The letter, which appears below, has been published by several local and regional papers including the Austin Daily Herald, Brainerd Dispatch, Grand Rapids Herald-Review, and the Rochester Post-Bulletin, among others.
To the editor:
The League of Minnesota Cities thanks the state Legislature and the governor for their work to pass the Police Accountability Act. This legislation is a good beginning and goes a long way toward addressing law enforcement systemic reform. There is, however, more work to do, and we stand ready to provide additional support and assistance.
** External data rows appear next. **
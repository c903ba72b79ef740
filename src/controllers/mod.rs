//! Capability controllers
//!
//! Each inbound directive is handled by exactly one controller variant,
//! selected by namespace. Variants share a [`ControllerContext`] that
//! parses the directive, resolves the caller identity, and owns the
//! response envelope under assembly.

mod authorization;
mod cooking;
mod power;
mod range;
mod state;
mod toggle;

pub use authorization::AuthorizationController;
pub use cooking::CookingController;
pub use power::PowerController;
pub use range::RangeController;
pub use state::StateController;
pub use toggle::ToggleController;

use serde_json::{json, Value};
use tokio::sync::OnceCell;

use crate::config::OauthConfig;
use crate::directive::Directive;
use crate::endpoint::{Capability, EndpointRecord};
use crate::response::{EnvelopeOptions, ResponseEnvelope};
use crate::stores::{IdentityOutcome, Services};
use crate::{Error, Result};

/// Per-request state shared by every controller variant
///
/// Parsed once from the directive and immutable afterwards, apart from the
/// response envelope the variant assembles. One context instance belongs to
/// exactly one invocation; the endpoint memoization is never shared.
pub struct ControllerContext {
    pub(crate) services: Services,
    pub(crate) payload: Value,
    pub(crate) name: String,
    pub(crate) correlation_token: Option<String>,
    pub(crate) instance: String,
    pub(crate) token: String,
    pub(crate) endpoint_id: String,
    pub(crate) identity: IdentityOutcome,
    pub(crate) response: ResponseEnvelope,
    endpoint: OnceCell<EndpointRecord>,
}

impl ControllerContext {
    /// Parse a directive and resolve the caller identity
    ///
    /// Identity failures are stored, not raised; the variant decides how to
    /// react.
    pub async fn from_directive(directive: &Directive, services: Services) -> Self {
        // AcceptGrant carries its token in the grantee block instead of an
        // endpoint scope
        let token = directive
            .scope_token()
            .or_else(|| directive.grantee_token())
            .unwrap_or_default()
            .to_string();
        let endpoint_id = directive.endpoint_id().to_string();
        let correlation_token = directive.header.correlation_token.clone();

        let identity = services.identity.resolve(&token).await;
        if let Err(e) = &identity {
            tracing::debug!(error = %e, "identity resolution failed");
        }

        let response = ResponseEnvelope::new(EnvelopeOptions {
            token: token.clone(),
            correlation_token: correlation_token.clone(),
            endpoint_id: endpoint_id.clone(),
            ..EnvelopeOptions::default()
        });

        Self {
            services,
            payload: directive.payload.clone(),
            name: directive.header.name.clone(),
            correlation_token,
            instance: directive.header.instance.clone().unwrap_or_default(),
            token,
            endpoint_id,
            identity,
            response,
            endpoint: OnceCell::new(),
        }
    }

    /// Directive operation name
    #[must_use]
    pub fn name(&self) -> &str {
        &self.name
    }

    /// Identity-resolution outcome for this request
    #[must_use]
    pub fn identity(&self) -> &IdentityOutcome {
        &self.identity
    }

    /// Fetch and memoize the endpoint record; one registry read per request
    pub async fn endpoint(&self) -> Result<&EndpointRecord> {
        self.endpoint
            .get_or_try_init(|| async {
                self.services
                    .registry
                    .endpoint(&self.endpoint_id)
                    .await?
                    .ok_or_else(|| {
                        Error::Registry(format!("endpoint {} not found", self.endpoint_id))
                    })
            })
            .await
    }

    /// Capability declarations of the targeted endpoint
    pub async fn capabilities(&self) -> Result<Vec<Capability>> {
        self.endpoint().await?.parsed_capabilities()
    }

    /// Product type code of the targeted endpoint
    pub async fn sku(&self) -> Result<String> {
        Ok(self.endpoint().await?.sku.clone())
    }

    /// Build the uniform error envelope
    ///
    /// Preserves token, correlation token and endpoint id from this
    /// context; never fails.
    #[must_use]
    pub fn error_response(&self, error: impl std::fmt::Display) -> ResponseEnvelope {
        let mut response = ResponseEnvelope::new(EnvelopeOptions {
            name: "ErrorResponse".to_string(),
            token: self.token.clone(),
            correlation_token: self.correlation_token.clone(),
            endpoint_id: self.endpoint_id.clone(),
            ..EnvelopeOptions::default()
        });
        response.set_payload(json!({
            "message": {"error_description": error.to_string()}
        }));
        response
    }
}

/// Closed set of capability controllers, one per directive namespace
pub enum CapabilityController {
    /// `Alexa` state queries
    StateQuery(StateController),
    /// `Alexa.Authorization` grant handling
    Authorization(AuthorizationController),
    /// `Alexa.PowerController` on/off
    Power(PowerController),
    /// `Alexa.ToggleController` on/off scoped by instance
    Toggle(ToggleController),
    /// `Alexa.RangeController` set/adjust
    Range(RangeController),
    /// `Alexa.Cooking` mode changes
    Cooking(CookingController),
}

impl CapabilityController {
    /// Select the controller variant for a directive namespace
    ///
    /// Returns `None` for namespaces the gateway has no controller for; the
    /// context (and its identity-resolution call) is only built when a
    /// variant matched.
    pub async fn for_namespace(
        namespace: &str,
        directive: &Directive,
        services: Services,
    ) -> Option<Self> {
        let make: fn(ControllerContext) -> Self = match namespace {
            "Alexa" => |ctx| Self::StateQuery(StateController::new(ctx)),
            "Alexa.Authorization" => |ctx| Self::Authorization(AuthorizationController::new(ctx)),
            "Alexa.PowerController" => |ctx| Self::Power(PowerController::new(ctx)),
            "Alexa.ToggleController" => |ctx| Self::Toggle(ToggleController::new(ctx)),
            "Alexa.RangeController" => |ctx| Self::Range(RangeController::new(ctx)),
            "Alexa.Cooking" => |ctx| Self::Cooking(CookingController::new(ctx)),
            _ => return None,
        };
        Some(make(ControllerContext::from_directive(directive, services).await))
    }

    /// Run the selected controller to completion
    ///
    /// OAuth client parameters are forwarded only to the authorization
    /// variant. Always yields an envelope; failures become `ErrorResponse`.
    pub async fn process(self, oauth: &OauthConfig) -> ResponseEnvelope {
        match self {
            Self::StateQuery(controller) => controller.process().await,
            Self::Authorization(controller) => controller.process(oauth).await,
            Self::Power(controller) => controller.process().await,
            Self::Toggle(controller) => controller.process().await,
            Self::Range(controller) => controller.process().await,
            Self::Cooking(controller) => controller.process(),
        }
    }
}
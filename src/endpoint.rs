//! Endpoint and capability models
//!
//! An endpoint is a virtual device with a stable identifier and a set of
//! declared capabilities. The registry stores capability declarations in
//! their serialized JSON form; they are parsed on demand.

use rand::distributions::Alphanumeric;
use rand::Rng;
use serde::{Deserialize, Serialize};
use serde_json::Value;

use crate::Result;

/// A virtual device record as stored by the endpoint registry
#[derive(Debug, Clone, Serialize, Deserialize)]
#[serde(rename_all = "camelCase")]
pub struct EndpointRecord {
    /// Stable endpoint identifier
    pub endpoint_id: String,

    /// Name the user refers to the endpoint by
    pub friendly_name: String,

    /// Human-readable description
    pub description: String,

    /// Endpoint manufacturer
    pub manufacturer_name: String,

    /// Display categories for companion-app grouping
    pub display_categories: Vec<String>,

    /// Endpoint product type code (e.g. `SW01`)
    pub sku: String,

    /// Owning user id
    pub user_id: String,

    /// Capability declarations in their stored serialized form
    pub capabilities: String,
}

impl EndpointRecord {
    /// A sample record with generated id and name, useful for seeding
    #[must_use]
    pub fn sample() -> Self {
        Self {
            endpoint_id: sample_endpoint_id(),
            friendly_name: format!("{} Sample Endpoint", random_color()),
            description: "Sample Description".to_string(),
            manufacturer_name: "Sample Manufacturer".to_string(),
            display_categories: vec!["OTHER".to_string()],
            sku: "OT00".to_string(),
            user_id: "0".to_string(),
            capabilities: "[]".to_string(),
        }
    }

    /// Parse the stored capability declarations
    ///
    /// # Errors
    ///
    /// Returns error when the stored form is not a valid capability list
    pub fn parsed_capabilities(&self) -> Result<Vec<Capability>> {
        Ok(serde_json::from_str(&self.capabilities)?)
    }

    /// Stored capability declarations as a raw JSON value
    ///
    /// # Errors
    ///
    /// Returns error when the stored form is not valid JSON
    pub fn capabilities_value(&self) -> Result<Value> {
        Ok(serde_json::from_str(&self.capabilities)?)
    }
}

/// A declared capability interface of an endpoint
#[derive(Debug, Clone, Serialize, Deserialize)]
#[serde(rename_all = "camelCase")]
pub struct Capability {
    /// Declaration type, `AlexaInterface` on this protocol version
    #[serde(rename = "type")]
    pub capability_type: String,

    /// Interface namespace (e.g. `Alexa.RangeController`)
    pub interface: String,

    /// Interface version
    pub version: String,

    /// Discriminator when one endpoint carries several controllers of the
    /// same interface type
    #[serde(default, skip_serializing_if = "Option::is_none")]
    pub instance: Option<String>,

    /// Reportable properties of the interface
    #[serde(default, skip_serializing_if = "Option::is_none")]
    pub properties: Option<CapabilityProperties>,

    /// Interface-specific configuration (carries `supportedRange` for
    /// range controllers)
    #[serde(default, skip_serializing_if = "Option::is_none")]
    pub configuration: Option<Value>,

    /// Friendly-name resources for instanced controllers
    #[serde(default, skip_serializing_if = "Option::is_none")]
    pub capability_resources: Option<Value>,
}

/// Property declarations of one capability
#[derive(Debug, Clone, Serialize, Deserialize)]
#[serde(rename_all = "camelCase")]
pub struct CapabilityProperties {
    /// Properties the interface reports
    #[serde(default)]
    pub supported: Vec<SupportedProperty>,

    /// Whether changes are reported without being asked
    #[serde(default)]
    pub proactively_reported: bool,

    /// Whether the property can be queried through `ReportState`
    #[serde(default)]
    pub retrievable: bool,
}

/// One reportable property name
#[derive(Debug, Clone, Serialize, Deserialize)]
pub struct SupportedProperty {
    /// Property name within the interface
    pub name: String,
}

/// Value bounds of a range controller instance
#[derive(Debug, Clone, Copy, PartialEq)]
pub struct SupportedRange {
    /// Smallest accepted value
    pub minimum: f64,
    /// Largest accepted value
    pub maximum: f64,
    /// Step the value moves by when no magnitude is given
    pub precision: f64,
}

impl SupportedRange {
    /// Clamp a requested value into the declared bounds
    #[must_use]
    pub fn clamp(&self, value: f64) -> f64 {
        value.min(self.maximum).max(self.minimum)
    }
}

impl Capability {
    /// Start a declaration for an interface, protocol defaults filled in
    #[must_use]
    pub fn new(interface: &str) -> Self {
        Self {
            capability_type: "AlexaInterface".to_string(),
            interface: interface.to_string(),
            version: "3".to_string(),
            instance: None,
            properties: None,
            configuration: None,
            capability_resources: None,
        }
    }

    /// Scope the capability to a controller instance
    #[must_use]
    pub fn with_instance(mut self, instance: &str) -> Self {
        self.instance = Some(instance.to_string());
        self
    }

    /// Declare the reportable properties
    #[must_use]
    pub fn with_supported(
        mut self,
        names: &[&str],
        proactively_reported: bool,
        retrievable: bool,
    ) -> Self {
        self.properties = Some(CapabilityProperties {
            supported: names
                .iter()
                .map(|name| SupportedProperty { name: (*name).to_string() })
                .collect(),
            proactively_reported,
            retrievable,
        });
        self
    }

    /// Attach interface-specific configuration
    #[must_use]
    pub fn with_configuration(mut self, configuration: Value) -> Self {
        self.configuration = Some(configuration);
        self
    }

    /// Whether the capability can be queried through `ReportState`
    #[must_use]
    pub fn is_reportable(&self) -> bool {
        self.properties.as_ref().is_some_and(|p| p.retrievable)
    }

    /// The declared `supportedRange` bounds, when present
    #[must_use]
    pub fn supported_range(&self) -> Option<SupportedRange> {
        let range = self.configuration.as_ref()?.get("supportedRange")?;
        Some(SupportedRange {
            minimum: range.get("minimumValue")?.as_f64()?,
            maximum: range.get("maximumValue")?.as_f64()?,
            precision: range.get("precision")?.as_f64()?,
        })
    }
}

/// Generated id for endpoint descriptors built without one
#[must_use]
pub fn generated_endpoint_id() -> String {
    format!("endpoint_{:06}", rand::thread_rng().gen_range(0..1_000_000))
}

/// Generated id in the sample-endpoint scheme
#[must_use]
pub fn sample_endpoint_id() -> String {
    let code: String = rand::thread_rng()
        .sample_iter(&Alphanumeric)
        .take(8)
        .map(|b| (b as char).to_ascii_uppercase())
        .collect();
    format!("SAMPLE_ENDPOINT_{code}")
}

const SAMPLE_COLORS: [&str; 6] = ["Amber", "Cobalt", "Crimson", "Ivory", "Sage", "Teal"];

fn random_color() -> &'static str {
    SAMPLE_COLORS[rand::thread_rng().gen_range(0..SAMPLE_COLORS.len())]
}
//! Shared fixtures for integration tests

use std::sync::Arc;

use serde_json::{json, Value};

use hearth_gateway::stores::memory::{
    MemoryCredentialStore, MemoryRegistry, MemoryStateStore, StaticIdentityResolver,
    StaticTokenExchanger,
};
use hearth_gateway::stores::{EndpointRegistry, Services, TokenGrant};
use hearth_gateway::{
    Capability, DirectiveRouter, EndpointRecord, EnvelopeShapeValidator, OauthConfig,
};

pub const TEST_TOKEN: &str = "access-token-test";
pub const TEST_USER: &str = "user-01";
pub const TEST_GRANT_CODE: &str = "grant-code-1";

pub fn oauth_config() -> OauthConfig {
    OauthConfig {
        client_id: "client-1".to_string(),
        client_secret: "secret-1".to_string(),
        redirect_uri: "https://example.invalid/callback".to_string(),
    }
}

pub fn power_capability() -> Capability {
    Capability::new("Alexa.PowerController").with_supported(&["powerState"], true, true)
}

pub fn toggle_capability(instance: &str) -> Capability {
    Capability::new("Alexa.ToggleController")
        .with_instance(instance)
        .with_supported(&["toggleState"], true, true)
}

pub fn range_capability(instance: &str, minimum: i64, maximum: i64, precision: i64) -> Capability {
    Capability::new("Alexa.RangeController")
        .with_instance(instance)
        .with_supported(&["rangeValue"], false, true)
        .with_configuration(json!({
            "supportedRange": {
                "minimumValue": minimum,
                "maximumValue": maximum,
                "precision": precision
            }
        }))
}

pub fn endpoint_with(
    endpoint_id: &str,
    user_id: &str,
    capabilities: &[Capability],
) -> EndpointRecord {
    EndpointRecord {
        endpoint_id: endpoint_id.to_string(),
        user_id: user_id.to_string(),
        capabilities: serde_json::to_string(capabilities).unwrap(),
        ..EndpointRecord::sample()
    }
}

/// Memory-backed services plus handles to the stores tests inspect
pub struct TestServices {
    pub services: Services,
    pub state: Arc<MemoryStateStore>,
    pub credentials: Arc<MemoryCredentialStore>,
}

pub async fn default_services(records: Vec<EndpointRecord>) -> TestServices {
    let registry = Arc::new(MemoryRegistry::new());
    for record in records {
        registry.upsert_endpoint(record).await.unwrap();
    }

    let state = Arc::new(MemoryStateStore::new());
    let credentials = Arc::new(MemoryCredentialStore::new());

    let services = Services {
        identity: Arc::new(StaticIdentityResolver::new().with_token(TEST_TOKEN, TEST_USER)),
        registry,
        state: state.clone(),
        exchanger: Arc::new(StaticTokenExchanger::new().with_grant(
            TEST_GRANT_CODE,
            TokenGrant {
                access_token: "access-1".to_string(),
                refresh_token: "refresh-1".to_string(),
                token_type: "Bearer".to_string(),
                expires_in: 9000,
            },
        )),
        credentials: credentials.clone(),
    };

    TestServices { services, state, credentials }
}

pub fn router(services: Services) -> DirectiveRouter {
    DirectiveRouter::new(services, oauth_config()).with_validator(Arc::new(EnvelopeShapeValidator))
}

/// A directive targeting one endpoint, in full wire form
pub fn directive_body(
    namespace: &str,
    name: &str,
    endpoint_id: &str,
    instance: Option<&str>,
    payload: Value,
) -> String {
    let mut header = json!({
        "namespace": namespace,
        "name": name,
        "payloadVersion": "3",
        "messageId": "b85fa90f-d311-44aa-b63e-ec0f38b58d53",
        "correlationToken": "corr-1"
    });
    if let Some(instance) = instance {
        header["instance"] = json!(instance);
    }

    json!({
        "directive": {
            "header": header,
            "endpoint": {
                "scope": {"type": "BearerToken", "token": TEST_TOKEN},
                "endpointId": endpoint_id,
                "cookie": {}
            },
            "payload": payload
        }
    })
    .to_string()
}

/// An `AcceptGrant` directive; carries no endpoint block
pub fn accept_grant_body(code: &str, grantee_token: &str) -> String {
    json!({
        "directive": {
            "header": {
                "namespace": "Alexa.Authorization",
                "name": "AcceptGrant",
                "payloadVersion": "3",
                "messageId": "5e1d2337-5e1c-42c8-a0a5-897306a53a00"
            },
            "payload": {
                "grant": {"type": "OAuth2.AuthorizationCode", "code": code},
                "grantee": {"type": "BearerToken", "token": grantee_token}
            }
        }
    })
    .to_string()
}

/// A `Discover` directive with the token in the payload scope
pub fn discovery_body(token: &str) -> String {
    json!({
        "directive": {
            "header": {
                "namespace": "Alexa.Discovery",
                "name": "Discover",
                "payloadVersion": "3",
                "messageId": "0f0f0f0f-0f0f-0f0f-0f0f-0f0f0f0f0f0f"
            },
            "payload": {
                "scope": {"type": "BearerToken", "token": token}
            }
        }
    })
    .to_string()
}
As it currently stands, the Minnesota Public Employment Labor Relations Act arbitration system undermines the ability of elected officials and police chiefs to make lasting departmental disciplinary and termination decisions to protect residents and ensure a responsible public safety environment. As a result, police officers who are removed from duty for misconduct are often returned to their department and assignments based solely on the opinion of an independent arbitrator.
The League believes that the legislation that was passed did not go far enough because it does not include a new, reduced standard of review in police discipline matters. A standard of reasonableness would focus the arbitrator’s role on simply determining whether the facts presented show that the employer’s actions were reasonable and consistent with city and departmental policies. This reasonable standard is necessary in order to truly increase accountability and foster cultural change in our police departments.
The League also supports the use of administrative law judges (ALJs) for grievances involving terminations and discipline for severe instances of police misconduct, including excessive use of force. This ALJ model provides an appeals process when terminations or disciplinary actions are overturned, which the current arbitration process does not.
As state lawmakers continue the important work of pursuing law enforcement reform in the coming weeks and months, the League urges all legislators and the governor to ensure these additional police accountability measures become law.
Executive Director, League of Minnesota Cities
City action needed
The League is encouraging member cities to reach out to their local legislators to advocate for the additional provisions described in the letter. There is the potential for the Legislature to reopen the Police Accountability Act in a future special session or in the 2021 regular session to make clarifying changes and technical corrections.
If the Police Accountability Act is reopened, the League will continue to advocate for additional language around arbitration reform.